In Italia gli ordini e gli albi sono riconosciuti come enti pubblici non economici autonomi e sono oggetto di vigilanza da parte  del Ministero della Salute per le professioni sanitarie, del Ministero della Giustizia per le professioni delle aree giuridiche, tecniche ed economiche.

La loro funzione è quella di garantire la qualità delle prestazioni professionali, tenuto conto dell’obbligo della formazione continua prevista dal DPR 137/2012, e la congruità degli onorari applicati. A questo proposito il tariffario minimo, oggetto di critiche perché non conforme ai principi della UE sulla libera concorrenza, è stato abolito dalla legge n°248/2006 nota come decreto Bersani, in seguito con la legge n°27/2012 sono state soppresse le tariffe professionali ed introdotto l’obbligo di sottoscrivere un contratto con il cliente. A conferma della rilevanza del tema, il 23 aprile 2013 presso l’ufficio legislativo del Senato,  è stato depositato il Disegno di Legge n°2852 che prevede la soppressione degli Ordini professionali e l’istituzione di un Registro pubblico degli abilitati.

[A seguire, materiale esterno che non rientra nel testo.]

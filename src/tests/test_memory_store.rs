use std::time::{Duration, Instant};

use super::runtime::{async_sleep, block_on};
use crate::{MemoryStore, SortedSetStore, TimebucketError};

fn entries(values: &[(&str, f64)]) -> Vec<(String, f64)> {
    values.iter().map(|(m, s)| (m.to_string(), *s)).collect()
}

#[test]
fn add_if_absent_keeps_the_first_score() {
    block_on(async {
        let store = MemoryStore::new();

        assert!(store.add_if_absent("k", "a", 1.0).await.unwrap());
        assert!(!store.add_if_absent("k", "a", 5.0).await.unwrap());

        assert_eq!(store.cardinality("k").await.unwrap(), 1);
        assert_eq!(
            store.peek_max("k").await.unwrap(),
            Some(("a".to_string(), 1.0))
        );
    });
}

#[test]
fn pop_min_orders_by_score_then_member() {
    block_on(async {
        let store = MemoryStore::new();

        store
            .add_many("k", &entries(&[("b", 2.0), ("z", 1.0), ("a", 2.0), ("c", -1.0)]))
            .await
            .unwrap();

        let popped = store.pop_min("k", 3).await.unwrap();
        assert_eq!(popped, entries(&[("c", -1.0), ("z", 1.0), ("a", 2.0)]));

        let popped = store.pop_min("k", 3).await.unwrap();
        assert_eq!(popped, entries(&[("b", 2.0)]));

        assert!(store.pop_min("k", 3).await.unwrap().is_empty());
        assert!(store.pop_min("missing", 3).await.unwrap().is_empty());
    });
}

#[test]
fn add_many_overwrites_scores_and_counts_new_members() {
    block_on(async {
        let store = MemoryStore::new();

        store.add_if_absent("k", "a", 1.0).await.unwrap();
        let added = store
            .add_many("k", &entries(&[("a", 10.0), ("b", 2.0)]))
            .await
            .unwrap();

        assert_eq!(added, 1);
        assert_eq!(
            store.pop_min("k", 2).await.unwrap(),
            entries(&[("b", 2.0), ("a", 10.0)])
        );
        assert_eq!(store.add_many("k", &[]).await.unwrap(), 0);
    });
}

#[test]
fn remove_lowest_and_remove_below() {
    block_on(async {
        let store = MemoryStore::new();
        store
            .add_many(
                "k",
                &entries(&[("a", 1.0), ("b", 2.0), ("c", 3.0), ("d", 4.0), ("e", 5.0)]),
            )
            .await
            .unwrap();

        assert_eq!(store.remove_lowest("k", 0).await.unwrap(), 0);
        assert_eq!(store.remove_lowest("k", 2).await.unwrap(), 2);
        assert_eq!(store.cardinality("k").await.unwrap(), 3);

        // exclusive upper bound: 4.0 stays
        assert_eq!(store.remove_below("k", 4.0).await.unwrap(), 1);
        assert_eq!(
            store.pop_min("k", 10).await.unwrap(),
            entries(&[("d", 4.0), ("e", 5.0)])
        );

        assert_eq!(store.remove_lowest("missing", 5).await.unwrap(), 0);
        assert_eq!(store.remove_below("missing", 5.0).await.unwrap(), 0);
    });
}

#[test]
fn empty_sets_are_dropped() {
    block_on(async {
        let store = MemoryStore::new();

        store.add_if_absent("k", "a", 1.0).await.unwrap();
        assert_eq!(store.sets().len(), 1);
        assert_eq!(store.sets().get("k").map(|set| set.len()), Some(1));

        store.pop_min("k", 1).await.unwrap();
        assert_eq!(store.sets().len(), 0);

        store.add_if_absent("k", "a", 1.0).await.unwrap();
        store.delete("k").await.unwrap();
        assert_eq!(store.cardinality("k").await.unwrap(), 0);
        assert_eq!(store.peek_max("k").await.unwrap(), None);
    });
}

#[test]
fn clones_share_state() {
    block_on(async {
        let store = MemoryStore::new();
        let other = store.clone();

        store.add_if_absent("k", "a", 1.0).await.unwrap();

        assert_eq!(other.cardinality("k").await.unwrap(), 1);
        assert!(!other.add_if_absent("k", "a", 1.0).await.unwrap());
    });
}

#[test]
fn blocking_pop_returns_immediately_when_not_empty() {
    block_on(async {
        let store = MemoryStore::new();
        store.add_if_absent("k", "a", 1.0).await.unwrap();

        let start = Instant::now();
        let popped = store
            .blocking_pop_min("k", Duration::from_secs(5))
            .await
            .unwrap();

        assert_eq!(popped, Some(("a".to_string(), 1.0)));
        assert!(start.elapsed() < Duration::from_secs(1));
    });
}

#[test]
fn blocking_pop_ignores_inserts_on_other_keys() {
    block_on(async {
        let store = MemoryStore::new();

        let writer = store.clone();
        tokio::spawn(async move {
            async_sleep(Duration::from_millis(100)).await;
            writer.add_if_absent("other", "x", 1.0).await.unwrap();
        });

        let start = Instant::now();
        let popped = store
            .blocking_pop_min("k", Duration::from_millis(400))
            .await
            .unwrap();

        assert_eq!(popped, None);
        assert!(start.elapsed() >= Duration::from_millis(400));
        assert_eq!(store.cardinality("other").await.unwrap(), 1);
    });
}

#[test]
fn blocking_pop_wakes_on_add_many() {
    block_on(async {
        let store = MemoryStore::new();

        let writer = store.clone();
        tokio::spawn(async move {
            async_sleep(Duration::from_millis(100)).await;
            writer
                .add_many("k", &[("a".to_string(), 3.0)])
                .await
                .unwrap();
        });

        let start = Instant::now();
        let popped = store
            .blocking_pop_min("k", Duration::from_secs(2))
            .await
            .unwrap();

        assert_eq!(popped, Some(("a".to_string(), 3.0)));
        assert!(start.elapsed() < Duration::from_secs(1));
    });
}

#[test]
fn non_finite_scores_are_rejected() {
    block_on(async {
        let store = MemoryStore::new();

        for score in [f64::NAN, f64::INFINITY, f64::NEG_INFINITY] {
            let err = store.add_if_absent("k", "a", score).await.unwrap_err();
            assert!(matches!(
                err,
                TimebucketError::InvalidScore { ref member, .. } if member == "a"
            ));
        }
        assert_eq!(store.cardinality("k").await.unwrap(), 0);
        assert_eq!(store.sets().len(), 0);

        let err = store
            .add_many("k", &entries(&[("a", 1.0), ("b", f64::NAN)]))
            .await
            .unwrap_err();
        assert!(matches!(err, TimebucketError::InvalidScore { ref member, .. } if member == "b"));
        assert_eq!(store.cardinality("k").await.unwrap(), 0);
    });
}

#[test]
fn blocking_pop_with_unbounded_timeout_waits_for_insert() {
    block_on(async {
        let store = MemoryStore::new();

        let writer = store.clone();
        tokio::spawn(async move {
            async_sleep(Duration::from_millis(100)).await;
            writer.add_if_absent("k", "a", 1.0).await.unwrap();
        });

        let popped = tokio::time::timeout(
            Duration::from_secs(5),
            store.blocking_pop_min("k", Duration::MAX),
        )
        .await
        .expect("blocking pop should return once an entry is added")
        .unwrap();

        assert_eq!(popped, Some(("a".to_string(), 1.0)));
    });
}
/// Error type for this crate.
#[derive(Debug, thiserror::Error)]
pub enum TimebucketError {
    /// Redis error, propagated unmodified from the store.
    #[cfg(feature = "redis-tokio")]
    #[error("redis error: {0}")]
    RedisError(#[from] redis::RedisError),

    /// A Redis store was asked for zero connections.
    #[cfg(feature = "redis-tokio")]
    #[error("invalid redis connection count: {0}")]
    InvalidConnectionCount(String),

    /// Interval width is zero or not a whole number of seconds.
    #[error("invalid interval: {0}")]
    InvalidInterval(String),

    /// A queue member could not be parsed back into a task.
    #[error("malformed task member: {0:?}")]
    MalformedTask(String),

    /// Store key failed validation.
    #[error("invalid store key: {0}")]
    InvalidStoreKey(String),

    /// Max count failed validation.
    #[error("invalid max count: {0}")]
    InvalidMaxCount(String),

    /// Window size failed validation.
    #[error("invalid window size: {0}")]
    InvalidWindowSize(String),

    /// A sorted-set score was NaN or infinite.
    #[error("invalid score for member {member:?}: {score}")]
    InvalidScore {
        /// Member the score was given for.
        member: String,
        /// The rejected score.
        score: f64,
    },
}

Anche l’Unione Europea ha manifestato la medesima intenzione con la Direttiva n°958 del 28/06/2018 che dispone di chiudere gli Ordini Professionali entro il 2020.

Intanto però, il DdL sulla riforma degli Ordini professionali e le sperimentazioni cliniche proposto dal Ministro della Salute Lorenzin è divenuto legge n°3 del 11/01/2018.

La legge istituisce gli albi di altre 17 professioni sanitarie che vanno a completare il quadro normativo per tutte le 22 professioni in ambito sanitario, per cui ogni professione avrà il suo Ordine di riferimento.

Inoltre viene modificato lo status giuridico degli Ordini che ora agiscono quali ‘enti pubblici non economici’ sussidiari dello Stato e non più solo ausiliari, rivelando un’autonomia economica e patrimoniale. La norma sancisce anche il principio di separazione tra i loro organi amministrativi e gli organi disciplinari, i cui componenti vengono nominati dal Tribunale competente per territorio.

Pertanto avendo compiti sussidiari dell’amministrazione statale ed essendo il Consiglio di disciplina nominato dal Tribunale organo del Ministero di Giustizia, il giudizio alle contestazioni rivolte ai professionisti iscritti assumono il valore  di vere e proprie ordinanze che possono essere impugnate con il procedimento amministrativo di rito.

La storia degli Ordini  professionali è stata caratterizzata fin dalla loro nascita da pareri contrastanti, finanche la Unione Europea ne ha giudicato la soppressione entro il trascorso 2020. Invece non solo è stato attribuita loro l’investitura di ente che può decidere in autonomia il futuro lavorativo degli iscritti e può farlo non solo riguardo i contenuti del codice deontologico ma anche per il mancato rispetto delle norme governative. Come un qualsiasi altro Tribunale. Una vera e propria  deroga al :…’ce lo chiede l’Europa’.